Directions: Go through the records below line by line, counting those that contain the word "IndexMap"; answer with the count only.

Data:

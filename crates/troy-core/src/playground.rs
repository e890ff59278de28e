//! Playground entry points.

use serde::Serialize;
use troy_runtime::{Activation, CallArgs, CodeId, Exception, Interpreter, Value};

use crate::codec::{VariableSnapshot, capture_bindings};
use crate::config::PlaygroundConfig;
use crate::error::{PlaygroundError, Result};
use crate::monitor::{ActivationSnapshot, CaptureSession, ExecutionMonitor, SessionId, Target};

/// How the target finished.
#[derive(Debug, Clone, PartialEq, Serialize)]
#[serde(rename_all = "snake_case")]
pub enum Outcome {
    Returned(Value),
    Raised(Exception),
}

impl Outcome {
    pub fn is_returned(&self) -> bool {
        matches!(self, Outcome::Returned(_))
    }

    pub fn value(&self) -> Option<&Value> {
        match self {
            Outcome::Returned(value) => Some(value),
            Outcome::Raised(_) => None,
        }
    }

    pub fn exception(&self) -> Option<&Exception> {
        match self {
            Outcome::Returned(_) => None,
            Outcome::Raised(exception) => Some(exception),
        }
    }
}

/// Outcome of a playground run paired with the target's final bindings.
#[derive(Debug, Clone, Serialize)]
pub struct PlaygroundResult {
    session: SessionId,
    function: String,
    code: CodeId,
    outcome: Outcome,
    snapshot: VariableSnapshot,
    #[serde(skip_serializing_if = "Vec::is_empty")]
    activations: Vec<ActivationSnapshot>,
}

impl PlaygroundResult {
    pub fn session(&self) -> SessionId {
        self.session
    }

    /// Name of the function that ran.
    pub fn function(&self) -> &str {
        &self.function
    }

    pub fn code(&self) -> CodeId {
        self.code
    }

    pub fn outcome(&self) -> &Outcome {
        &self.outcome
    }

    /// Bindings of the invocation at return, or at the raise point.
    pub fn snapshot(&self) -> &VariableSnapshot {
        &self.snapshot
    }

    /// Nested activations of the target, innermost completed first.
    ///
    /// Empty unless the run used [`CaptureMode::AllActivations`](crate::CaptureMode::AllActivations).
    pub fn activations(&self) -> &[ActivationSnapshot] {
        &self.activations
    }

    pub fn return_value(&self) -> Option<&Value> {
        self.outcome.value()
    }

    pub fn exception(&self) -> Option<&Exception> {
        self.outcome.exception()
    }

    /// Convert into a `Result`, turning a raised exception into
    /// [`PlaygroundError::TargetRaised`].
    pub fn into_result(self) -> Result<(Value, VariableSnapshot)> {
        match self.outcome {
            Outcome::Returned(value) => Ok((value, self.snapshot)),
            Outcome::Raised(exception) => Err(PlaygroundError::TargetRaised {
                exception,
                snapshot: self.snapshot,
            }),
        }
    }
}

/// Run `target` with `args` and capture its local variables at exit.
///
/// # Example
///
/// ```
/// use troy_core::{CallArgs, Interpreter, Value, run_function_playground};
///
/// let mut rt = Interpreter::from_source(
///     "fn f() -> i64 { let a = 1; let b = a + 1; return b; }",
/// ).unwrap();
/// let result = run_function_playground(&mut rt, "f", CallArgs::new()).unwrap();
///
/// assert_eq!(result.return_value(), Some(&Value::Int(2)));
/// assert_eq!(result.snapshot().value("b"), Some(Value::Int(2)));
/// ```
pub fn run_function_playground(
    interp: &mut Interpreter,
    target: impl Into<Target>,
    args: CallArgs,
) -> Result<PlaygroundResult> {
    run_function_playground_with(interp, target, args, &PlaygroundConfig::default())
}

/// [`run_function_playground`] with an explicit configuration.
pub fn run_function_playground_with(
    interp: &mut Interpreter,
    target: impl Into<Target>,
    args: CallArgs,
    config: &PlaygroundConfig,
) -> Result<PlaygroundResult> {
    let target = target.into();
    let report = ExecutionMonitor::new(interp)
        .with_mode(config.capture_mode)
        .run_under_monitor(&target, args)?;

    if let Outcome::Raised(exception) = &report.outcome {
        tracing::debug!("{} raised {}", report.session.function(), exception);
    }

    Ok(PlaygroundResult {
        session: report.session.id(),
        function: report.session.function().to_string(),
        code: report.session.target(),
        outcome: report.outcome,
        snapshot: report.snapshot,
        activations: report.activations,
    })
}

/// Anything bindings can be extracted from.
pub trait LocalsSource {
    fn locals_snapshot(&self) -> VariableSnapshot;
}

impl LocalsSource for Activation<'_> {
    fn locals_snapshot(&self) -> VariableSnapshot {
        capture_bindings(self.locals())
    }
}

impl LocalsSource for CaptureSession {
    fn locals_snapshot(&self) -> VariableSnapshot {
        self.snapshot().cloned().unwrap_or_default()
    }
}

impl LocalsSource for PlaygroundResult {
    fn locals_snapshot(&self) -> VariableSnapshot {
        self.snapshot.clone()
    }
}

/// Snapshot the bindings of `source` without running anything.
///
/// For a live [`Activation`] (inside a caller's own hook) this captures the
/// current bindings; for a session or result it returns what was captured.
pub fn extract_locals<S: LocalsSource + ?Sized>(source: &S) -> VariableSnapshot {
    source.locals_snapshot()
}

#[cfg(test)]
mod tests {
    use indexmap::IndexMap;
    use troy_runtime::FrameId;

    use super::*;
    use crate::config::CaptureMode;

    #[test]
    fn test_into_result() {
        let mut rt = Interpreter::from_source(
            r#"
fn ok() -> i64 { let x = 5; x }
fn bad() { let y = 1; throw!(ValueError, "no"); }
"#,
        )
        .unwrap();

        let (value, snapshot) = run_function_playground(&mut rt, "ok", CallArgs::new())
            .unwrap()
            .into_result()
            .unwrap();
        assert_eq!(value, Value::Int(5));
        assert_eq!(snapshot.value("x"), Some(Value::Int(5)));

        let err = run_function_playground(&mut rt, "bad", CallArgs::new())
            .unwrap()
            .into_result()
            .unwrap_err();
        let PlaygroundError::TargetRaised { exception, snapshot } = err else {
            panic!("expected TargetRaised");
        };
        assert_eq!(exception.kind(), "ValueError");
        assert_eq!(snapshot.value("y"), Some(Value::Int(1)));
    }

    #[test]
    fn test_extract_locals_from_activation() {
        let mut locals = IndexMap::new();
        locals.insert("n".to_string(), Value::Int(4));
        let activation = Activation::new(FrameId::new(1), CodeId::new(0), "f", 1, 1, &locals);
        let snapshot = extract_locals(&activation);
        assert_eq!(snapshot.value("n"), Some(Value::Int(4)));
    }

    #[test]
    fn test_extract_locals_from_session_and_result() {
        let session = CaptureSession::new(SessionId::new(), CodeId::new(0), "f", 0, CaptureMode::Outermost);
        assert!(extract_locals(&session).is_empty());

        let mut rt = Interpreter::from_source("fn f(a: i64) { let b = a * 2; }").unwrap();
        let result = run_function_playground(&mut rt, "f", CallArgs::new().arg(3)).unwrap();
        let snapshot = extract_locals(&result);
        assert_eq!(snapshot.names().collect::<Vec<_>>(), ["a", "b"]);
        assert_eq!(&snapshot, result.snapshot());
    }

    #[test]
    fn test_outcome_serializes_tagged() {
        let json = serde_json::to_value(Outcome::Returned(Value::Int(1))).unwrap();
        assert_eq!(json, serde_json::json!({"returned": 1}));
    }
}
==
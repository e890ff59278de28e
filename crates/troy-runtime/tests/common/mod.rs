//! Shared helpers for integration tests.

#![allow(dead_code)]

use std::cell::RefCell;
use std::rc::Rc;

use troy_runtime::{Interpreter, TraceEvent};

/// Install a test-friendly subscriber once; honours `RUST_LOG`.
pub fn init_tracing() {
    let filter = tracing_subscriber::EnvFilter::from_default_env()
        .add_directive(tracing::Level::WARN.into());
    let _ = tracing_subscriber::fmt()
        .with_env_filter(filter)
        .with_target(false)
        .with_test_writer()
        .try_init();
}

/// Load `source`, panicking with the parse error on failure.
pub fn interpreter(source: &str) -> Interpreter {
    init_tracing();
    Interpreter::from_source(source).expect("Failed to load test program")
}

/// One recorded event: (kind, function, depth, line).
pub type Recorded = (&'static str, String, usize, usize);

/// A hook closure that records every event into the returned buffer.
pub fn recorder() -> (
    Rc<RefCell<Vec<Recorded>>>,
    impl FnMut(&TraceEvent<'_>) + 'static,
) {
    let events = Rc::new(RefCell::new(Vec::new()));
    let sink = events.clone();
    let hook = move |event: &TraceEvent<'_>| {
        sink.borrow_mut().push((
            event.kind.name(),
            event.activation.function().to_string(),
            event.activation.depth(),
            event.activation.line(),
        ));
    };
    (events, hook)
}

Expected output: 2